====== Input material ======

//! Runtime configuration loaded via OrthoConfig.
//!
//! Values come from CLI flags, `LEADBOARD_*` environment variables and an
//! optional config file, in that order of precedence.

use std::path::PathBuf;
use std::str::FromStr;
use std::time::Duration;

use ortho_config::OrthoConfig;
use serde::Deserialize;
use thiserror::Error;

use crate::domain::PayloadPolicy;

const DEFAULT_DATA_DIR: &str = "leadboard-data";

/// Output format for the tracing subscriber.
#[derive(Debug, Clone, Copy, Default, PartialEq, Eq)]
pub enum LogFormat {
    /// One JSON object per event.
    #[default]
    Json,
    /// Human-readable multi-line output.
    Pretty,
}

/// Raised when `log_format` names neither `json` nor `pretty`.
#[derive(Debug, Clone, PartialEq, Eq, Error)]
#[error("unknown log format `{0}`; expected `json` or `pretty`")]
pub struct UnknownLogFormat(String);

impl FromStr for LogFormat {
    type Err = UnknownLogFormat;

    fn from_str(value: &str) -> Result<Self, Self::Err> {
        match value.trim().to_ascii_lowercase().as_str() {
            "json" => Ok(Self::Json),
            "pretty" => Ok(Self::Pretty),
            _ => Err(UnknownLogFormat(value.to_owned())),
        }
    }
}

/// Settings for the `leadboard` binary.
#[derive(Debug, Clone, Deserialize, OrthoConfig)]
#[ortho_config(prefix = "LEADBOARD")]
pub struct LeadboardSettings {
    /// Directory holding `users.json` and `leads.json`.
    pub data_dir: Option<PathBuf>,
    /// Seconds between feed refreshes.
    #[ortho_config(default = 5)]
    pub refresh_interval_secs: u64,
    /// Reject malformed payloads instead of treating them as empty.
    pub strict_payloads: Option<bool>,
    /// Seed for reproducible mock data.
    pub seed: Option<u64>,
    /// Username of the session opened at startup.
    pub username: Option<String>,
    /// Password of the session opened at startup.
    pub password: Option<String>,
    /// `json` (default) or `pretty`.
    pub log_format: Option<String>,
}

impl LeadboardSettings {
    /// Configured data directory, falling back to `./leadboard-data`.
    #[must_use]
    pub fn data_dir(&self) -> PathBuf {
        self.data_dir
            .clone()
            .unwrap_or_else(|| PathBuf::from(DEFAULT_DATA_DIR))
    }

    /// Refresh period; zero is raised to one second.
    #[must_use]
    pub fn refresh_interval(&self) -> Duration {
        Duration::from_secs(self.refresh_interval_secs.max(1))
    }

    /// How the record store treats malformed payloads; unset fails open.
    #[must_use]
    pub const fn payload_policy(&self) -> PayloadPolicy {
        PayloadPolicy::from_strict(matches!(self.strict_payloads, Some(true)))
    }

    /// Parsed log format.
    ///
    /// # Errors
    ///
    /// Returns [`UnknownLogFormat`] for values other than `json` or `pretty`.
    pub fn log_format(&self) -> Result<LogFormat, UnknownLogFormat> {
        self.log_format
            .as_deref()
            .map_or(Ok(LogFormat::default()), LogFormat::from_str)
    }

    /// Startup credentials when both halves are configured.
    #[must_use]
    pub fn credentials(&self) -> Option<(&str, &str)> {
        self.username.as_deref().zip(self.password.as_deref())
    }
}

======
====== Input material ======

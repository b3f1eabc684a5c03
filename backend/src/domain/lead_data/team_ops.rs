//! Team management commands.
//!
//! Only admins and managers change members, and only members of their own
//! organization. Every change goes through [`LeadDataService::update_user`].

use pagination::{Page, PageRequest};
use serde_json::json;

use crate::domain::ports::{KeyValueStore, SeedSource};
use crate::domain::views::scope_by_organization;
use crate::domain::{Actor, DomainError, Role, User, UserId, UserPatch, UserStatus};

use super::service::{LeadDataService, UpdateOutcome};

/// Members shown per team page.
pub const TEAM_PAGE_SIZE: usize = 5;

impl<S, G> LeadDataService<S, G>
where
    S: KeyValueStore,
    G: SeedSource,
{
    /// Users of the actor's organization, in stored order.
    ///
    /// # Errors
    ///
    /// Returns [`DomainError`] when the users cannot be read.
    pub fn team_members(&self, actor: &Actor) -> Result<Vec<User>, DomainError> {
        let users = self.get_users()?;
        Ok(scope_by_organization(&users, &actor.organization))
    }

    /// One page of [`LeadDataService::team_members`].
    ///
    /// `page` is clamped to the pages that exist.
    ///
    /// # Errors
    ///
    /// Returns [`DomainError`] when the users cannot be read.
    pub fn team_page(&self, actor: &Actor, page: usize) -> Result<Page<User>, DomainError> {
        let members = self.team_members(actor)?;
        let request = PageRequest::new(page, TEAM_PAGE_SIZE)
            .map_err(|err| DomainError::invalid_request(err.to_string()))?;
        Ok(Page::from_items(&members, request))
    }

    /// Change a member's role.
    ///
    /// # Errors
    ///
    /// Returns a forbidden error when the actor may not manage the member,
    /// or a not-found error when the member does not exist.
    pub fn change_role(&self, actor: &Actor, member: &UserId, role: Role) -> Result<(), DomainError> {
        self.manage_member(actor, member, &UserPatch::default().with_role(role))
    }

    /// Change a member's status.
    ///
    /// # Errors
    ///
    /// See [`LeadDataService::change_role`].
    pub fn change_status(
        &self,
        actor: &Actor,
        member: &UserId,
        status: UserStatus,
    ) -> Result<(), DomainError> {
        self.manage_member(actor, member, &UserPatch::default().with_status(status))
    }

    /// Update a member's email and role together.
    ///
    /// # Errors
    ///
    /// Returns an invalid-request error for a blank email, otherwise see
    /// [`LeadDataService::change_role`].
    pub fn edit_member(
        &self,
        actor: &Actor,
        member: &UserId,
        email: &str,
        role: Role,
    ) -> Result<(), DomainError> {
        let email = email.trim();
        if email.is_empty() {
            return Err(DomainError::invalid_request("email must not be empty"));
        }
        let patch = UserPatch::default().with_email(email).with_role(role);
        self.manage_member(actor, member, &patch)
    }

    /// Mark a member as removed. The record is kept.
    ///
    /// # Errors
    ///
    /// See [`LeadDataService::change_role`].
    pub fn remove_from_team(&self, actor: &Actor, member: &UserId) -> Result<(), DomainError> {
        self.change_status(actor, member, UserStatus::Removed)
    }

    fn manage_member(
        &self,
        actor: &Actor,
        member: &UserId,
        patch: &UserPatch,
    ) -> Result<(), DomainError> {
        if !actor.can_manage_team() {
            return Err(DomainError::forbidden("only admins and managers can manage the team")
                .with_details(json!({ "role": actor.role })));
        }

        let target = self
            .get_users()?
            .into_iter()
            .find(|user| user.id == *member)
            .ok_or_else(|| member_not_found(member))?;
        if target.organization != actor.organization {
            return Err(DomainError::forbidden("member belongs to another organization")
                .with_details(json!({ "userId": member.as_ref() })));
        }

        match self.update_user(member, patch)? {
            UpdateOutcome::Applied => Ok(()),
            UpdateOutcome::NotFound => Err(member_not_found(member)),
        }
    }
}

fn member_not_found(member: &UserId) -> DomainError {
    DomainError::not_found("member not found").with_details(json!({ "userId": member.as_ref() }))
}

======
====== Input material ======

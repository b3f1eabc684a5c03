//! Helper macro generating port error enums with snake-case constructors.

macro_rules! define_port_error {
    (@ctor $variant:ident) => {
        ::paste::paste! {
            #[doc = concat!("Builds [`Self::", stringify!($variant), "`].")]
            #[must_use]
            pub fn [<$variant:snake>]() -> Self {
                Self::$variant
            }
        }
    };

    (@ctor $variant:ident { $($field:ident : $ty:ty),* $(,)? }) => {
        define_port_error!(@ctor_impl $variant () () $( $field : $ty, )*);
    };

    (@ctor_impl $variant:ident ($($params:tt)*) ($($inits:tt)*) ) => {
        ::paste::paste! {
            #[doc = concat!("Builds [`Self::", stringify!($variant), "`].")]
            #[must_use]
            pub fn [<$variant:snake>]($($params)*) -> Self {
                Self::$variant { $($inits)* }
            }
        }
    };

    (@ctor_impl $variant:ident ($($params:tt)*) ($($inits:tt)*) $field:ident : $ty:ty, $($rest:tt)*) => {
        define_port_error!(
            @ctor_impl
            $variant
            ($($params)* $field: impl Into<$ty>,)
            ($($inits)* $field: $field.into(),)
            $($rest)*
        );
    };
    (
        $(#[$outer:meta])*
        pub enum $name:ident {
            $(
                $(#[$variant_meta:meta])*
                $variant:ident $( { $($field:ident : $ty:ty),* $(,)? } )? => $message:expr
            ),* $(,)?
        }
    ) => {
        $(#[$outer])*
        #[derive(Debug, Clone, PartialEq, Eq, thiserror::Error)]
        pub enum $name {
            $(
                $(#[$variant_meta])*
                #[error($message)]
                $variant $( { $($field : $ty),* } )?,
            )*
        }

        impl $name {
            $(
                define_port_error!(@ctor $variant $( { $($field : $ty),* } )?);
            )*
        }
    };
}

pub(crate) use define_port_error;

======

In the material above, each line with the word "Duration" should be copied.

use std::time::Duration;
    pub fn refresh_interval(&self) -> Duration {
        Duration::from_secs(self.refresh_interval_secs.max(1))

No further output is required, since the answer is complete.